Fumare le e-sigarette aumenta del 55% il rischio di infarto

Una via privilegiata per smettere di fumare è sicuramente il riscorso alle sigarette elettroniche. Da sempre si pensa aio benefici con un occhio timoroso verso quello che potrebbe essere a sua volta rischioso e ora la conferma arriva da uno studio che ha coinvolto oltre 96 mila persone nel complesso, presentato al 68esimo meeting scientifico dell’American College of Cardiology da Mohinder Vindhyal, della University of Kansas School of Medicine. Secondo i risultati la e-sigaretta risulta legata a filo stretto con un maggior rischio di incappare nelle malattie cardiovascolari, nella depressione e nell’ansia.

In numeri si è visto come chi fuma le sigarette elettroniche abbia un rischio del 55% in più di avere un infarto, del 30% per l’ictus e un rischio doppio di depressione e ansia.

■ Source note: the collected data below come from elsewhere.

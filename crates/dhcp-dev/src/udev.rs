//! udev device plugin
//!
//! Watches the host device-notification service for network interfaces being
//! added, renamed or removed and forwards those to the daemon. Also answers
//! whether an interface has been fully initialized by udev, so the daemon
//! does not touch it while udev rules are still renaming or configuring it.

use crate::backend::{DeviceBackend, DeviceMonitor};
use crate::config::DevConfig;
use crate::eloop::{InterfaceHandler, Registry, Token};
use crate::error::{DevError, Result};
use crate::metrics::EventMetrics;
use crate::plugin::DevicePlugin;
use crate::types::{Dispatch, NET_SUBSYSTEM};
use log::{debug, error, trace};
use std::os::unix::io::RawFd;

/// Plugin name reported to the daemon
pub const UDEV_NAME: &str = "udev";

/// udev device plugin
///
/// Holds at most one service handle and one monitor. Teardown always runs
/// in the order descriptor, monitor, handle.
pub struct UdevPlugin<B: DeviceBackend, R: Registry> {
    /// Device service access
    backend: B,

    /// Event loop handle
    registry: R,

    /// Install the subsystem filter on the monitor
    subsystem_filter: bool,

    /// Open service handle
    context: Option<B::Context>,

    /// Monitor bound to `context`
    monitor: Option<B::Monitor>,

    /// Descriptor registered with the event loop
    monitor_fd: Option<RawFd>,

    /// Event counters
    metrics: EventMetrics,
}

impl<B: DeviceBackend, R: Registry> UdevPlugin<B, R> {
    pub fn new(backend: B, registry: R, config: &DevConfig) -> Self {
        Self {
            backend,
            registry,
            subsystem_filter: config.subsystem_filter,
            context: None,
            monitor: None,
            monitor_fd: None,
            metrics: EventMetrics::new(),
        }
    }

    /// Descriptor currently registered with the event loop
    pub fn monitor_fd(&self) -> Option<RawFd> {
        self.monitor_fd
    }

    fn open(&mut self) -> Result<RawFd> {
        let context = self
            .context
            .insert(self.backend.open().map_err(DevError::ServiceOpen)?);

        let filter = self.subsystem_filter.then_some(NET_SUBSYSTEM);
        let monitor = self.monitor.insert(self.backend.monitor(context, filter)?);

        let fd = monitor
            .descriptor()
            .filter(|fd| *fd >= 0)
            .ok_or(DevError::DescriptorUnavailable)?;

        self.registry
            .add_reader(fd, Token::DEVICE)
            .map_err(DevError::Register)?;
        self.monitor_fd = Some(fd);

        Ok(fd)
    }
}

impl<B: DeviceBackend, R: Registry> DevicePlugin for UdevPlugin<B, R> {
    fn name(&self) -> &str {
        UDEV_NAME
    }

    fn start(&mut self) -> Result<RawFd> {
        if self.context.is_some() {
            error!("{}: already started", UDEV_NAME);
            return Err(DevError::AlreadyStarted(UDEV_NAME.to_string()));
        }

        debug!("{}: starting", UDEV_NAME);
        self.open().map_err(|e| {
            error!("{}: {}", UDEV_NAME, e);
            self.stop();
            e
        })
    }

    fn stop(&mut self) {
        if let Some(fd) = self.monitor_fd.take() {
            self.registry.remove_reader(fd);
        }
        self.monitor = None;
        if self.context.take().is_some() {
            debug!("{}: stopped", UDEV_NAME);
        }
    }

    fn listening(&self) -> bool {
        self.monitor.is_some()
    }

    fn settled(&self, ifname: &str) -> bool {
        self.context
            .as_ref()
            .and_then(|ctx| self.backend.is_initialized(ctx, NET_SUBSYSTEM, ifname))
            .unwrap_or(false)
    }

    fn handle_data(&mut self, handler: &mut dyn InterfaceHandler) -> Dispatch {
        let Some(event) = self.monitor.as_mut().and_then(|m| m.receive()) else {
            debug!("libudev: received NULL device");
            self.metrics.record_empty();
            return Dispatch::Empty;
        };
        self.metrics.record_event();

        // The service filter is only "usually" exact
        if !event.is_net() {
            trace!(
                "{}: libudev: ignoring {:?} device",
                event.sysname,
                event.subsystem
            );
            self.metrics.record_foreign();
            return Dispatch::Handled;
        }

        debug!("{}: libudev: {}", event.sysname, event.action);
        match event.action.interface_change() {
            Some(change) => {
                handler.handle_interface(change, &event.sysname);
                self.metrics.record_change(change);
            }
            None => self.metrics.record_ignored(),
        }

        Dispatch::Handled
    }

    fn metrics(&self) -> Option<&EventMetrics> {
        Some(&self.metrics)
    }
}

impl<B: DeviceBackend, R: Registry> Drop for UdevPlugin<B, R> {
    fn drop(&mut self) {
        self.stop();
    }
}
//! Device service backends

#[cfg(feature = "udev")]
pub mod libudev;

#[cfg(feature = "udev")]
pub use libudev::{LibudevPlugin, UdevBackend, UdevMonitor};
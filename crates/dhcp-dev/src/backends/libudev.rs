//! libudev backend
//!
//! Links against the system libudev through the `udev` crate.

use crate::backend::{DeviceBackend, DeviceMonitor};
use crate::config::DevConfig;
use crate::error::{DevError, MonitorStep, Result};
use crate::types::{DeviceAction, DeviceEvent};
use crate::udev::UdevPlugin;
use std::io;
use std::os::unix::io::{AsRawFd, RawFd};
use ::udev::{Device, MonitorBuilder, MonitorSocket, Udev};

/// udev plugin over the system libudev
pub type LibudevPlugin<R> = UdevPlugin<UdevBackend, R>;

impl<R: crate::eloop::Registry> LibudevPlugin<R> {
    /// Create a udev plugin using the system libudev
    pub fn system(registry: R, config: &DevConfig) -> Self {
        UdevPlugin::new(UdevBackend, registry, config)
    }
}

/// Backend over the system libudev
#[derive(Debug, Clone, Copy, Default)]
pub struct UdevBackend;

/// Monitor socket listening on the "udev" netlink source
pub struct UdevMonitor {
    socket: MonitorSocket,
}

impl DeviceMonitor for UdevMonitor {
    fn descriptor(&self) -> Option<RawFd> {
        let fd = self.socket.as_raw_fd();
        (fd >= 0).then_some(fd)
    }

    fn receive(&mut self) -> Option<DeviceEvent> {
        let event = self.socket.iter().next()?;

        let subsystem = event.subsystem().map(|s| s.to_string_lossy().into_owned());
        let action = event
            .action()
            .map(|a| DeviceAction::from_tag(&a.to_string_lossy()))
            .unwrap_or_else(|| DeviceAction::Other(String::new()));

        Some(DeviceEvent {
            subsystem,
            sysname: event.sysname().to_string_lossy().into_owned(),
            action,
        })
    }
}

impl DeviceBackend for UdevBackend {
    type Context = Udev;
    type Monitor = UdevMonitor;

    fn open(&self) -> io::Result<Udev> {
        Udev::new()
    }

    // The udev crate keeps building a monitor from an existing context
    // private, so the monitor gets its own. `ctx` remains the handle for
    // device lookups.
    fn monitor(&self, _ctx: &Udev, subsystem: Option<&str>) -> Result<UdevMonitor> {
        let mut builder = MonitorBuilder::new()
            .map_err(|e| DevError::monitor(MonitorStep::Create, e))?;

        if let Some(subsystem) = subsystem {
            builder = builder
                .match_subsystem(subsystem)
                .map_err(|e| DevError::monitor(MonitorStep::Filter, e))?;
        }

        let socket = builder
            .listen()
            .map_err(|e| DevError::monitor(MonitorStep::Enable, e))?;

        Ok(UdevMonitor { socket })
    }

    fn is_initialized(&self, ctx: &Udev, subsystem: &str, sysname: &str) -> Option<bool> {
        Device::from_subsystem_sysname_with_context(
            ctx.clone(),
            subsystem.to_string(),
            sysname.to_string(),
        )
        .ok()
        .map(|device| device.is_initialized())
    }
}

#[cfg(test)]
mod tests {
    use super::*;

    #[test]
    fn test_monitor_on_net_subsystem() {
        let backend = UdevBackend;
        let ctx = match backend.open() {
            Ok(ctx) => ctx,
            Err(e) => {
                // Expected inside containers without udev
                println!("libudev unavailable (expected in CI): {}", e);
                return;
            }
        };

        match backend.monitor(&ctx, Some("net")) {
            Ok(mut monitor) => {
                assert!(monitor.descriptor().is_some_and(|fd| fd >= 0));
                // Non-blocking socket, nothing queued yet is fine
                let _ = monitor.receive();
            }
            Err(e) => println!("udev monitor unavailable (expected in CI): {}", e),
        }

        assert_eq!(backend.is_initialized(&ctx, "net", "nonexistent-if"), None);
    }
}
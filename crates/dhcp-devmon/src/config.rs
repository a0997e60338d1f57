use anyhow::{Context, Result};
use dhcp_dev::DevConfig;
use serde::{Deserialize, Serialize};
use std::fs;
use std::path::{Path, PathBuf};

/// Used when no `--config` is given; missing is fine
pub const DEFAULT_CONFIG_PATH: &str = "/etc/dhcp-devmon.yaml";

/// Main application configuration
#[derive(Debug, Clone, Default, Serialize, Deserialize)]
pub struct Config {
    #[serde(default)]
    pub dev: DevConfig,
    #[serde(default)]
    pub logging: LoggingConfig,
}

#[derive(Debug, Clone, Serialize, Deserialize)]
pub struct LoggingConfig {
    #[serde(default = "default_level")]
    pub level: String,
}

fn default_level() -> String {
    "info".to_string()
}

impl Default for LoggingConfig {
    fn default() -> Self {
        Self {
            level: default_level(),
        }
    }
}

impl Config {
    /// Load configuration from file or use defaults
    ///
    /// An explicitly given file must exist. The default file may be absent.
    pub fn load(config_path: Option<&Path>) -> Result<Self> {
        let path = match config_path {
            Some(path) => {
                if !path.exists() {
                    anyhow::bail!("Configuration file not found: {}", path.display());
                }
                path.to_path_buf()
            }
            None => {
                let path = PathBuf::from(DEFAULT_CONFIG_PATH);
                if !path.exists() {
                    return Ok(Config::default());
                }
                path
            }
        };

        let contents = fs::read_to_string(&path)
            .with_context(|| format!("Failed to read configuration file {}", path.display()))?;

        serde_yaml::from_str(&contents)
            .with_context(|| format!("Failed to parse configuration file {}", path.display()))
    }
}

#[cfg(test)]
mod tests {
    use super::*;
    use std::io::Write;
    use tempfile::NamedTempFile;

    #[test]
    fn test_load_full_file() {
        let mut file = NamedTempFile::new().unwrap();
        writeln!(
            file,
            "dev:\n  enabled: true\n  plugin: udev\n  subsystem_filter: false\nlogging:\n  level: debug"
        )
        .unwrap();

        let config = Config::load(Some(file.path())).unwrap();
        assert_eq!(config.dev.plugin.as_deref(), Some("udev"));
        assert!(!config.dev.subsystem_filter);
        assert_eq!(config.logging.level, "debug");
    }

    #[test]
    fn test_load_partial_file() {
        let mut file = NamedTempFile::new().unwrap();
        writeln!(file, "logging:\n  level: warn").unwrap();

        let config = Config::load(Some(file.path())).unwrap();
        assert_eq!(config.dev, DevConfig::default());
        assert_eq!(config.logging.level, "warn");
    }

    #[test]
    fn test_missing_explicit_file() {
        let dir = tempfile::tempdir().unwrap();
        let err = Config::load(Some(&dir.path().join("absent.yaml"))).unwrap_err();
        assert!(err.to_string().contains("not found"));
    }

    #[test]
    fn test_invalid_file() {
        let mut file = NamedTempFile::new().unwrap();
        writeln!(file, "dev: [not, a, map]").unwrap();

        let err = Config::load(Some(file.path())).unwrap_err();
        assert!(err.to_string().contains("Failed to parse"));
    }
}
//! Timestamps of the most recent teeth and reference teeth.

use crate::clock::TimestampMicros;

/// Last two accepted tooth edges and the last two reference ("tooth one") edges.
#[derive(Copy, Clone, Debug, Default, Eq, PartialEq)]
#[cfg_attr(feature = "defmt", derive(defmt::Format))]
pub struct ToothHistory {
    pub last_tooth_time: TimestampMicros,
    pub last_tooth_time_minus_one: TimestampMicros,
    pub tooth_one_time: TimestampMicros,
    pub tooth_one_time_minus_one: TimestampMicros,
    teeth_seen: u8,
    tooth_ones_seen: u8,
}

impl ToothHistory {
    /// Empty history, as after power-up or a reset.
    #[must_use]
    pub const fn new() -> Self {
        Self {
            last_tooth_time: 0,
            last_tooth_time_minus_one: 0,
            tooth_one_time: 0,
            tooth_one_time_minus_one: 0,
            teeth_seen: 0,
            tooth_ones_seen: 0,
        }
    }

    /// Shifts in a newly accepted tooth edge.
    pub fn record_tooth(&mut self, timestamp: TimestampMicros) {
        self.last_tooth_time_minus_one = self.last_tooth_time;
        self.last_tooth_time = timestamp;
        self.teeth_seen = self.teeth_seen.saturating_add(1);
    }

    /// Moves the last tooth edge to `timestamp`, keeping the one before it.
    ///
    /// Used when the last accepted edge turns out to have been an extra pulse
    /// and `timestamp` is the real tooth it stood in for.
    pub fn replace_last_tooth(&mut self, timestamp: TimestampMicros) {
        self.last_tooth_time = timestamp;
    }

    /// Shifts in a reference tooth edge (call after [`record_tooth`](Self::record_tooth)).
    pub fn record_tooth_one(&mut self, timestamp: TimestampMicros) {
        self.tooth_one_time_minus_one = self.tooth_one_time;
        self.tooth_one_time = timestamp;
        self.tooth_ones_seen = self.tooth_ones_seen.saturating_add(1);
    }

    /// Returns `true` once any edge has been recorded.
    #[must_use]
    pub const fn has_tooth(&self) -> bool {
        self.teeth_seen > 0
    }

    /// Interval between the last two teeth, once two have been seen.
    #[must_use]
    pub const fn last_interval(&self) -> Option<u32> {
        if self.teeth_seen >= 2 {
            Some(
                self.last_tooth_time
                    .wrapping_sub(self.last_tooth_time_minus_one),
            )
        } else {
            None
        }
    }

    /// Time for one revolution measured between consecutive reference teeth.
    #[must_use]
    pub const fn tooth_one_interval(&self) -> Option<u32> {
        if self.tooth_ones_seen >= 2 {
            Some(
                self.tooth_one_time
                    .wrapping_sub(self.tooth_one_time_minus_one),
            )
        } else {
            None
        }
    }

    /// Number of reference teeth seen since the last reset (saturating).
    #[must_use]
    pub const fn tooth_ones_seen(&self) -> u8 {
        self.tooth_ones_seen
    }

    /// Forgets every edge.
    pub fn clear(&mut self) {
        *self = Self::new();
    }
}

#[cfg(test)]
mod tests {
    use super::*;

    #[test]
    fn intervals_need_two_samples() {
        let mut history = ToothHistory::new();
        assert!(!history.has_tooth());
        history.record_tooth(1_000);
        assert_eq!(history.last_interval(), None);
        history.record_tooth(2_000);
        assert_eq!(history.last_interval(), Some(1_000));
        assert_eq!(history.last_tooth_time_minus_one, 1_000);
    }

    #[test]
    fn replacing_the_last_tooth_keeps_the_one_before() {
        let mut history = ToothHistory::new();
        history.record_tooth(1_000);
        history.record_tooth(1_600);
        history.replace_last_tooth(2_000);
        assert_eq!(history.last_interval(), Some(1_000));
        assert_eq!(history.last_tooth_time_minus_one, 1_000);
    }

    #[test]
    fn tooth_one_interval_survives_wrap() {
        let mut history = ToothHistory::new();
        history.record_tooth(u32::MAX - 499);
        history.record_tooth_one(u32::MAX - 499);
        assert_eq!(history.tooth_one_interval(), None);
        history.record_tooth(12_000 - 500);
        history.record_tooth_one(12_000 - 500);
        assert_eq!(history.tooth_one_interval(), Some(12_000));
        assert_eq!(history.tooth_ones_seen(), 2);
    }
}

“Fino ad ora non si sapeva molto sugli eventi cardiovascolari relativo all’uso di sigarette elettroniche. Questi dati sono un vero e proprio campanello dall’allarme e dovrebbero stimolare una maggiore consapevolezza nei confronti delle sigarette elettroniche”. “Quando il rischio di attacco di cuore aumenta del 55% tra coloro che usano le sigarette elettroniche rispetto ai non fumatori – afferma Vindhyal – non vorrei che nessuno dei miei pazienti e dei miei familiari le fumasse. Abbiamo anche visto che indipendentemente dalla frequenza d’uso, quotidiana o più sporadica, chi le fuma resta sempre a maggior rischio cardiovascolare”. Questo quanto comunicato direttamente al meeting scientifico.